Problem: Pull every line with "serialization" from the data below and copy it.

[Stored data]
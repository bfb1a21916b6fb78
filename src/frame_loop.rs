//! Frame ingestion: the detector side submits frames into a small bounded
//! queue; one dedicated OS thread drains it into the game controller.
//! Frames are perishable, so a full queue drops the new frame instead of
//! blocking the detector.

use std::sync::atomic::{AtomicU64, Ordering};
use std::sync::Arc;
use std::time::Instant;

use crossbeam_channel as cb;
use tracing::{debug, info};

use crate::game::GameController;
use crate::metrics::metric_names;
use crate::pose::Pose;

/// Default queue depth; about four frames of latency at most.
pub const FRAME_QUEUE_CAPACITY: usize = 4;

/// One detector result. An unavailable detector yields frames with no poses.
#[derive(Debug, Clone)]
pub struct Frame {
    pub width: f32,
    pub height: f32,
    pub poses: Vec<Pose>,
    pub captured_at: Instant,
}

impl Frame {
    pub fn new(width: f32, height: f32, poses: Vec<Pose>) -> Self {
        Self {
            width,
            height,
            poses,
            captured_at: Instant::now(),
        }
    }
}

pub struct FrameFeed {
    tx: cb::Sender<Frame>,
    rx: cb::Receiver<Frame>,
    dropped: AtomicU64,
}

impl FrameFeed {
    pub fn new(capacity: usize) -> Self {
        let (tx, rx) = cb::bounded(capacity.max(1));
        Self {
            tx,
            rx,
            dropped: AtomicU64::new(0),
        }
    }

    /// Queue a frame. Returns false if it was dropped.
    pub fn submit(&self, frame: Frame) -> bool {
        match self.tx.try_send(frame) {
            Ok(()) => true,
            Err(cb::TrySendError::Full(_)) => {
                let dropped = self.dropped.fetch_add(1, Ordering::Relaxed) + 1;
                debug!(dropped, "frame queue full, frame dropped");
                false
            }
            Err(cb::TrySendError::Disconnected(_)) => false,
        }
    }

    pub fn receiver(&self) -> cb::Receiver<Frame> {
        self.rx.clone()
    }

    pub fn dropped(&self) -> u64 {
        self.dropped.load(Ordering::Relaxed)
    }
}

/// Spawn the frame thread. It exits once every `FrameFeed` is dropped and
/// the queue is drained.
pub fn run_frame_loop(
    rx: cb::Receiver<Frame>,
    controller: Arc<GameController>,
) -> std::io::Result<std::thread::JoinHandle<u64>> {
    std::thread::Builder::new()
        .name("frame-loop".into())
        .spawn(move || {
            let mut processed = 0u64;
            let mut resolution: Option<(f32, f32)> = None;
            for frame in rx.iter() {
                let current = (frame.width, frame.height);
                if resolution != Some(current) {
                    info!(width = frame.width, height = frame.height, "frame resolution");
                    resolution = Some(current);
                }
                let wait_us = frame.captured_at.elapsed().as_micros() as f64;
                controller
                    .metrics()
                    .record(metric_names::FRAME_QUEUE_WAIT, wait_us);
                controller.process_frame(&frame);
                processed += 1;
            }
            info!(processed, "frame channel closed, exiting frame loop");
            processed
        })
}
//! Replays a recorded detector session through the game engine and prints
//! the final roster and timing summary.
//!
//! Usage: mugunghwa <session.jsonl>

use std::fs::File;
use std::io::BufReader;
use std::process::ExitCode;
use std::sync::Arc;

use tracing::{error, info};

use mugunghwa::announcer::PacedAnnouncer;
use mugunghwa::frame_loop::FRAME_QUEUE_CAPACITY;
use mugunghwa::metrics::MetricsRegistry;
use mugunghwa::replay::{parse_replay, run_replay};
use mugunghwa::{run_frame_loop, EventSink, FrameFeed, GameController};

#[tokio::main]
async fn main() -> ExitCode {
    mugunghwa::init_tracing();

    let Some(path) = std::env::args().nth(1) else {
        eprintln!("usage: mugunghwa <session.jsonl>");
        return ExitCode::from(2);
    };

    let lines = match File::open(&path)
        .map_err(mugunghwa::replay::ReplayError::from)
        .and_then(|f| parse_replay(BufReader::new(f)))
    {
        Ok(lines) => lines,
        Err(e) => {
            error!(error = %e, path = %path, "failed to read session");
            return ExitCode::FAILURE;
        }
    };

    let config = mugunghwa::load_config();
    let (sink, events) = EventSink::channel();
    let controller = GameController::new(
        config,
        Arc::new(PacedAnnouncer::default()),
        sink,
        Arc::new(MetricsRegistry::new()),
    );

    std::thread::Builder::new()
        .name("event-log".into())
        .spawn(move || {
            for event in events.iter() {
                match serde_json::to_string(&event) {
                    Ok(json) => info!(event = %json, "ui_event"),
                    Err(e) => error!(error = %e, "event serialization failed"),
                }
            }
        })
        .ok();

    let feed = FrameFeed::new(FRAME_QUEUE_CAPACITY);
    let frame_thread = match run_frame_loop(feed.receiver(), Arc::clone(&controller)) {
        Ok(handle) => handle,
        Err(e) => {
            error!(error = %e, "failed to spawn frame loop");
            return ExitCode::FAILURE;
        }
    };

    let summary = run_replay(&lines, &controller, &feed).await;
    drop(feed);
    match tokio::task::spawn_blocking(move || frame_thread.join()).await {
        Ok(Ok(_)) => {}
        Ok(Err(_)) => {
            error!("frame loop panicked");
            return ExitCode::FAILURE;
        }
        Err(e) => {
            error!(error = %e, "frame loop join task failed");
            return ExitCode::FAILURE;
        }
    }
    controller.stop_game();

    let report = serde_json::json!({
        "frames_submitted": summary.frames_submitted,
        "frames_dropped": summary.frames_dropped,
        "roster": controller.roster(),
        "metrics": controller.metrics().summary(),
    });
    match serde_json::to_string_pretty(&report) {
        Ok(text) => println!("{text}"),
        Err(e) => {
            error!(error = %e, "report serialization failed");
            return ExitCode::FAILURE;
        }
    }
    ExitCode::SUCCESS
}
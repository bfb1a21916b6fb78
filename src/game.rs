//! Game controller: owns the single `GameState`, feeds it detector frames, and
//! runs the green light / red light phase loop as a cancellable Tokio task.
//!
//! Lock order is state, then phase. Every phase-loop write checks its
//! generation guard while holding the state lock, and start/stop advance the
//! generation under the same lock, so a stale loop can never write.

use std::sync::Arc;

use parking_lot::Mutex;
use tracing::{debug, error, info, warn};

use crate::announcer::{Announcer, Cue};
use crate::cancellation::{GameGeneration, GenerationGuard};
use crate::config::GameConfig;
use crate::events::{EventSink, GameEvent, GameOutcome};
use crate::frame_loop::Frame;
use crate::metrics::{metric_names, MetricsRegistry};
use crate::state_machine::{GamePhase, PhaseMachine};
use crate::tracker::{FrameReport, GameState, RosterEntry, SlotSnapshot};

pub struct GameController {
    state: Mutex<GameState>,
    phases: PhaseMachine,
    generations: GameGeneration,
    announcer: Arc<dyn Announcer>,
    events: EventSink,
    metrics: Arc<MetricsRegistry>,
    game_id: Mutex<Option<String>>,
}

impl GameController {
    pub fn new(
        config: GameConfig,
        announcer: Arc<dyn Announcer>,
        events: EventSink,
        metrics: Arc<MetricsRegistry>,
    ) -> Arc<Self> {
        Arc::new(Self {
            state: Mutex::new(GameState::new(config)),
            phases: PhaseMachine::new(),
            generations: GameGeneration::new(),
            announcer,
            events,
            metrics,
            game_id: Mutex::new(None),
        })
    }

    /// Track one detector frame. Runs whether or not a game is in progress.
    pub fn process_frame(&self, frame: &Frame) -> FrameReport {
        let span = self.metrics.span(metric_names::ASSIGN_SLOTS);
        let report = {
            let mut state = self.state.lock();
            state.assign_slots(&frame.poses, frame.width, frame.captured_at)
        };
        span.finish();

        for &(player_id, movement) in &report.eliminated {
            self.events
                .emit(GameEvent::PlayerEliminated { player_id, movement });
        }
        if report.discarded > 0 {
            debug!(discarded = report.discarded, "poses discarded");
        }
        report
    }

    /// Start (or restart) a game and spawn its phase loop. Must be called
    /// from within a Tokio runtime. Returns the new game id.
    pub fn start_game(self: &Arc<Self>) -> String {
        let game_id = uuid::Uuid::new_v4().to_string();
        let guard = {
            let mut state = self.state.lock();
            let guard = self.generations.cancel_and_advance();
            state.reset_for_new_game();
            state.set_running(true);
            if self.phases.current() != GamePhase::Idle {
                self.phases.force_idle();
            }
            guard
        };
        *self.game_id.lock() = Some(game_id.clone());

        info!(game_id = %game_id, generation = guard.my_generation(), "game_started");
        self.events.emit(GameEvent::GameStarted {
            game_id: game_id.clone(),
        });

        tokio::spawn(Arc::clone(self).run_phase_loop(guard));
        game_id
    }

    /// Stop the running game. Returns false if none was running.
    pub fn stop_game(&self) -> bool {
        let mut state = self.state.lock();
        if !state.is_running() {
            return false;
        }
        self.end_game_locked(&mut state, GameOutcome::Stopped);
        true
    }

    /// Declare the surviving players winners. Only valid while a game runs
    /// and at least one player is still in.
    pub fn declare_winner(&self) -> bool {
        let mut state = self.state.lock();
        if !state.is_running() || state.active_count() == 0 {
            debug!(running = state.is_running(), "winner declaration ignored");
            return false;
        }
        self.end_game_locked(&mut state, GameOutcome::Won);
        true
    }

    pub fn phase(&self) -> GamePhase {
        self.phases.current()
    }

    pub fn subscribe_phase(&self) -> tokio::sync::watch::Receiver<GamePhase> {
        self.phases.subscribe()
    }

    pub fn is_running(&self) -> bool {
        self.state.lock().is_running()
    }

    pub fn game_id(&self) -> Option<String> {
        self.game_id.lock().clone()
    }

    pub fn snapshot(&self) -> Vec<SlotSnapshot> {
        self.state.lock().snapshot()
    }

    pub fn roster(&self) -> Vec<RosterEntry> {
        self.state.lock().roster()
    }

    /// Read access to the full state under the frame lock.
    pub fn with_state<R>(&self, f: impl FnOnce(&GameState) -> R) -> R {
        let state = self.state.lock();
        f(&state)
    }

    pub fn metrics(&self) -> &Arc<MetricsRegistry> {
        &self.metrics
    }

    fn end_game_locked(&self, state: &mut GameState, outcome: GameOutcome) {
        self.generations.cancel();
        state.set_running(false);
        state.unfreeze();
        match outcome {
            GameOutcome::Stopped => {
                self.phases.force_idle();
                self.emit_phase(GamePhase::Idle);
            }
            GameOutcome::Won | GameOutcome::Lost => self.enter_phase(GamePhase::Over),
        }

        info!(
            outcome = ?outcome,
            active = state.active_count(),
            eliminated = state.eliminated_count(),
            "game_over"
        );
        self.events.emit(GameEvent::GameOver {
            outcome,
            message: outcome.message().to_string(),
        });
    }

    fn enter_phase(&self, phase: GamePhase) {
        if self.phases.transition(phase).is_ok() {
            self.emit_phase(phase);
        }
    }

    fn emit_phase(&self, phase: GamePhase) {
        self.events.emit(GameEvent::PhaseChanged { phase });
    }

    fn show_message(&self, text: &str) {
        self.events.emit(GameEvent::Message {
            text: text.to_string(),
            visible: true,
        });
    }

    async fn run_phase_loop(self: Arc<Self>, guard: GenerationGuard) {
        let config = self.state.lock().config().clone();
        let green_cue = Cue::korean(config.green_light_cue.as_str());
        let red_cue = Cue::korean(config.red_light_cue.as_str());

        loop {
            let cycle = self.metrics.span(metric_names::PHASE_CYCLE);

            // Green light, unless everyone is already out.
            {
                let mut state = self.state.lock();
                if !guard.should_continue() {
                    break;
                }
                if state.all_eliminated() {
                    self.end_game_locked(&mut state, GameOutcome::Lost);
                    break;
                }
                state.unfreeze();
                self.enter_phase(GamePhase::Announcing);
            }
            self.show_message(&green_cue.text);
            if !self.announce(&guard, &green_cue).await {
                break;
            }

            {
                let _state = self.state.lock();
                if !guard.should_continue() {
                    break;
                }
                self.enter_phase(GamePhase::FrozenWarning);
            }
            self.events.emit(GameEvent::FlashWarning {
                duration_ms: config.warning_flash_ms,
            });
            self.show_message(&red_cue.text);
            if !self.announce(&guard, &red_cue).await {
                break;
            }

            // Red light: flag and baselines change together, before any
            // frame can be checked against them.
            {
                let mut state = self.state.lock();
                if !guard.should_continue() {
                    break;
                }
                state.freeze();
                self.enter_phase(GamePhase::Frozen);
            }

            tokio::select! {
                _ = guard.token().cancelled() => break,
                _ = tokio::time::sleep(config.frozen_duration()) => {}
            }
            cycle.finish();
        }

        debug!(generation = guard.my_generation(), "phase loop exiting");
    }

    /// Speak a cue on the blocking pool. Returns false if the game was
    /// cancelled while speaking.
    async fn announce(&self, guard: &GenerationGuard, cue: &Cue) -> bool {
        let announcer = Arc::clone(&self.announcer);
        let owned = cue.clone();
        let span = self.metrics.span(metric_names::ANNOUNCE);
        let task = tokio::task::spawn_blocking(move || announcer.speak(&owned));

        tokio::select! {
            _ = guard.token().cancelled() => return false,
            result = task => match result {
                Ok(Ok(())) => {
                    span.finish();
                }
                Ok(Err(e)) => {
                    warn!(error = %e, text = %cue.text, "announcement failed, continuing");
                }
                Err(e) => {
                    error!(error = %e, "announcer task panicked");
                }
            },
        }
        guard.should_continue()
    }
}
#[cfg(test)]
mod tests {
    use std::time::Duration;

    use super::*;
    use crate::pose::test_support::*;
    use crate::pose::{Landmark, LandmarkKind};

    const WIDTH: f32 = 1280.0;

    fn state() -> GameState {
        GameState::new(GameConfig::default())
    }

    /// Pose at `nose_x` whose left wrist alone is measurable.
    fn wrist_pose(nose_x: f32, wrist_x: f32) -> Pose {
        let mut pose = uniform_pose(nose_x, 300.0, 0.1);
        pose.keypoints[LandmarkKind::Nose.index()] = Landmark::new(nose_x, 100.0, 0.9);
        with_landmark(pose, LandmarkKind::LeftWrist, Landmark::new(wrist_x, 100.0, 0.9))
    }

    #[test]
    fn test_zone_mapping() {
        let s = state();
        assert_eq!(s.zone_for(&pose_at(150.0), WIDTH), Some(1));
        assert_eq!(s.zone_for(&pose_at(500.0), WIDTH), Some(2));
        assert_eq!(s.zone_for(&pose_at(1279.0), WIDTH), Some(4));
        assert_eq!(s.zone_for(&pose_at(1280.0), WIDTH), None);
        assert_eq!(s.zone_for(&pose_at(-1.0), WIDTH), None);
        assert_eq!(s.zone_for(&pose_at(150.0), 0.0), None);
    }

    #[test]
    fn test_low_confidence_and_malformed_poses_dropped() {
        let mut s = state();
        let faint = with_landmark(pose_at(150.0), LandmarkKind::Nose, Landmark::new(150.0, 100.0, 0.49));
        let mut truncated = pose_at(500.0);
        truncated.keypoints.truncate(5);
        let report = s.assign_slots(&[faint, truncated], WIDTH, Instant::now());
        assert!(report.assigned.is_empty());
        assert_eq!(report.discarded, 2);
        assert_eq!(s.slot_count(), 0);
    }

    #[test]
    fn test_first_pose_claims_zone() {
        let mut s = state();
        let first = pose_at(100.0);
        let second = pose_at(200.0);
        let report = s.assign_slots(&[first.clone(), second, pose_at(700.0)], WIDTH, Instant::now());
        assert_eq!(report.assigned, vec![1, 3]);
        assert_eq!(report.discarded, 1);
        assert_eq!(s.slot(1).unwrap().current_pose.as_ref(), Some(&first));
    }

    #[test]
    fn test_unfrozen_tracks_reference_and_never_eliminates() {
        let mut s = state();
        let t0 = Instant::now();
        s.assign_slots(&[wrist_pose(500.0, 100.0)], WIDTH, t0);
        let moved = wrist_pose(500.0, 400.0);
        let report = s.assign_slots(&[moved.clone()], WIDTH, t0 + Duration::from_millis(33));
        assert!(report.eliminated.is_empty());
        let slot = s.slot(2).unwrap();
        assert!(!slot.eliminated);
        assert_eq!(slot.reference_pose.as_ref(), Some(&moved));
    }

    #[test]
    fn test_movement_while_frozen_eliminates() {
        let mut s = state();
        let t0 = Instant::now();
        s.assign_slots(&[wrist_pose(150.0, 100.0)], WIDTH, t0);
        s.freeze();

        let report = s.assign_slots(&[wrist_pose(150.0, 130.0)], WIDTH, t0 + Duration::from_millis(33));
        assert_eq!(report.eliminated, vec![(1, 30.0)]);
        assert!(s.slot(1).unwrap().eliminated);
    }

    #[test]
    fn test_small_movement_while_frozen_survives() {
        let mut s = state();
        let t0 = Instant::now();
        s.assign_slots(&[wrist_pose(150.0, 100.0)], WIDTH, t0);
        s.freeze();
        // Exactly at the threshold is not over it.
        s.assign_slots(&[wrist_pose(150.0, 115.0)], WIDTH, t0 + Duration::from_millis(33));
        assert!(!s.slot(1).unwrap().eliminated);
    }

    #[test]
    fn test_reference_fixed_during_frozen_phase() {
        let mut s = state();
        let t0 = Instant::now();
        let start = wrist_pose(150.0, 100.0);
        s.assign_slots(&[start.clone()], WIDTH, t0);
        s.freeze();
        // Creep 10px per frame: each step is under the threshold, the total is not.
        s.assign_slots(&[wrist_pose(150.0, 110.0)], WIDTH, t0 + Duration::from_millis(33));
        assert!(!s.slot(1).unwrap().eliminated);
        assert_eq!(s.slot(1).unwrap().reference_pose.as_ref(), Some(&start));
        s.assign_slots(&[wrist_pose(150.0, 120.0)], WIDTH, t0 + Duration::from_millis(66));
        assert!(s.slot(1).unwrap().eliminated);
    }

    #[test]
    fn test_elimination_is_sticky() {
        let mut s = state();
        let t0 = Instant::now();
        s.assign_slots(&[wrist_pose(150.0, 100.0)], WIDTH, t0);
        s.freeze();
        s.assign_slots(&[wrist_pose(150.0, 200.0)], WIDTH, t0 + Duration::from_millis(33));
        s.unfreeze();
        let report = s.assign_slots(&[wrist_pose(150.0, 100.0)], WIDTH, t0 + Duration::from_millis(66));
        assert!(report.eliminated.is_empty());
        assert!(s.slot(1).unwrap().eliminated);
        s.freeze();
        let report = s.assign_slots(&[wrist_pose(150.0, 900.0)], WIDTH, t0 + Duration::from_millis(99));
        // Already out: no second elimination report.
        assert!(report.eliminated.is_empty());
        assert!(s.slot(1).unwrap().eliminated);
    }

    #[test]
    fn test_slot_first_seen_while_frozen_is_not_checked() {
        let mut s = state();
        let t0 = Instant::now();
        s.freeze();
        s.assign_slots(&[wrist_pose(150.0, 100.0)], WIDTH, t0);
        s.assign_slots(&[wrist_pose(150.0, 500.0)], WIDTH, t0 + Duration::from_millis(33));
        let slot = s.slot(1).unwrap();
        assert!(!slot.eliminated);
        assert!(slot.reference_pose.is_none());
    }

    #[test]
    fn test_stale_slot_removed_after_timeout() {
        let mut s = state();
        let t0 = Instant::now();
        s.assign_slots(&[pose_at(150.0), pose_at(500.0)], WIDTH, t0);

        let report = s.assign_slots(&[pose_at(500.0)], WIDTH, t0 + Duration::from_millis(5000));
        assert!(report.removed.is_empty());
        assert!(s.slot(1).is_some());

        let report = s.assign_slots(&[pose_at(500.0)], WIDTH, t0 + Duration::from_millis(5001));
        assert_eq!(report.removed, vec![1]);
        assert!(s.slot(1).is_none());
        assert!(s.slot(2).is_some());
    }

    #[test]
    fn test_unseen_slot_within_window_is_untouched() {
        let mut s = state();
        let t0 = Instant::now();
        let last = pose_at(150.0);
        s.assign_slots(&[last.clone()], WIDTH, t0);
        s.assign_slots(&[], WIDTH, t0 + Duration::from_millis(1000));
        let slot = s.slot(1).unwrap();
        assert_eq!(slot.current_pose.as_ref(), Some(&last));
        assert_eq!(slot.last_seen_at, t0);
    }

    #[test]
    fn test_reentry_after_removal_starts_fresh() {
        let mut s = state();
        let t0 = Instant::now();
        s.assign_slots(&[wrist_pose(150.0, 100.0)], WIDTH, t0);
        s.freeze();
        s.assign_slots(&[wrist_pose(150.0, 300.0)], WIDTH, t0 + Duration::from_millis(33));
        assert!(s.slot(1).unwrap().eliminated);

        s.assign_slots(&[], WIDTH, t0 + Duration::from_secs(6));
        assert!(s.slot(1).is_none());
        s.assign_slots(&[wrist_pose(150.0, 300.0)], WIDTH, t0 + Duration::from_secs(7));
        assert!(!s.slot(1).unwrap().eliminated);
    }

    #[test]
    fn test_freeze_snapshots_current_pose() {
        let mut s = state();
        let t0 = Instant::now();
        let pose = pose_at(700.0);
        s.assign_slots(&[pose.clone()], WIDTH, t0);
        s.freeze();
        assert!(s.is_frozen());
        assert_eq!(s.slot(3).unwrap().reference_pose.as_ref(), Some(&pose));
    }

    #[test]
    fn test_reset_keeps_slots_and_clears_state() {
        let mut s = state();
        let t0 = Instant::now();
        s.assign_slots(&[wrist_pose(150.0, 100.0), wrist_pose(500.0, 100.0)], WIDTH, t0);
        s.freeze();
        s.assign_slots(&[wrist_pose(150.0, 300.0)], WIDTH, t0 + Duration::from_millis(33));
        assert_eq!(s.eliminated_count(), 1);

        s.reset_for_new_game();
        assert!(!s.is_frozen());
        assert_eq!(s.slot_count(), 2);
        for slot in s.slots() {
            assert!(!slot.eliminated);
            assert!(slot.reference_pose.is_none());
        }
    }

    #[test]
    fn test_all_eliminated_requires_players() {
        let mut s = state();
        assert!(!s.all_eliminated());
        let t0 = Instant::now();
        s.assign_slots(&[wrist_pose(150.0, 100.0)], WIDTH, t0);
        s.freeze();
        s.assign_slots(&[wrist_pose(150.0, 300.0)], WIDTH, t0 + Duration::from_millis(33));
        assert!(s.all_eliminated());
        assert_eq!(s.active_count(), 0);
    }

    #[test]
    fn test_roster_lists_every_zone() {
        let mut s = state();
        let t0 = Instant::now();
        s.assign_slots(&[wrist_pose(150.0, 100.0), wrist_pose(1000.0, 100.0)], WIDTH, t0);
        s.freeze();
        s.assign_slots(&[wrist_pose(1000.0, 300.0)], WIDTH, t0 + Duration::from_millis(33));

        let roster = s.roster();
        let statuses: Vec<_> = roster.iter().map(|r| r.status).collect();
        assert_eq!(
            statuses,
            vec![
                PlayerStatus::Active,
                PlayerStatus::Waiting,
                PlayerStatus::Waiting,
                PlayerStatus::Eliminated,
            ]
        );
        assert_eq!(roster[1].label, "Player 2 (대기중)");
    }

    #[test]
    fn test_snapshot_overlay_only_for_eliminated() {
        let mut s = state();
        let t0 = Instant::now();
        s.assign_slots(&[wrist_pose(150.0, 100.0), wrist_pose(500.0, 100.0)], WIDTH, t0);
        s.freeze();
        s.assign_slots(&[wrist_pose(150.0, 300.0)], WIDTH, t0 + Duration::from_millis(33));

        let snapshot = s.snapshot();
        assert_eq!(snapshot.len(), 2);
        assert_eq!(snapshot[0].label, "Player 1 (탈락)");
        assert!(snapshot[0].overlay.is_some());
        assert_eq!(snapshot[1].label, "Player 2");
        assert!(snapshot[1].overlay.is_none());
    }
}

Answer to this exercise:
                    Err(e) => error!(error = %e, "event serialization failed"),
            error!(error = %e, "report serialization failed");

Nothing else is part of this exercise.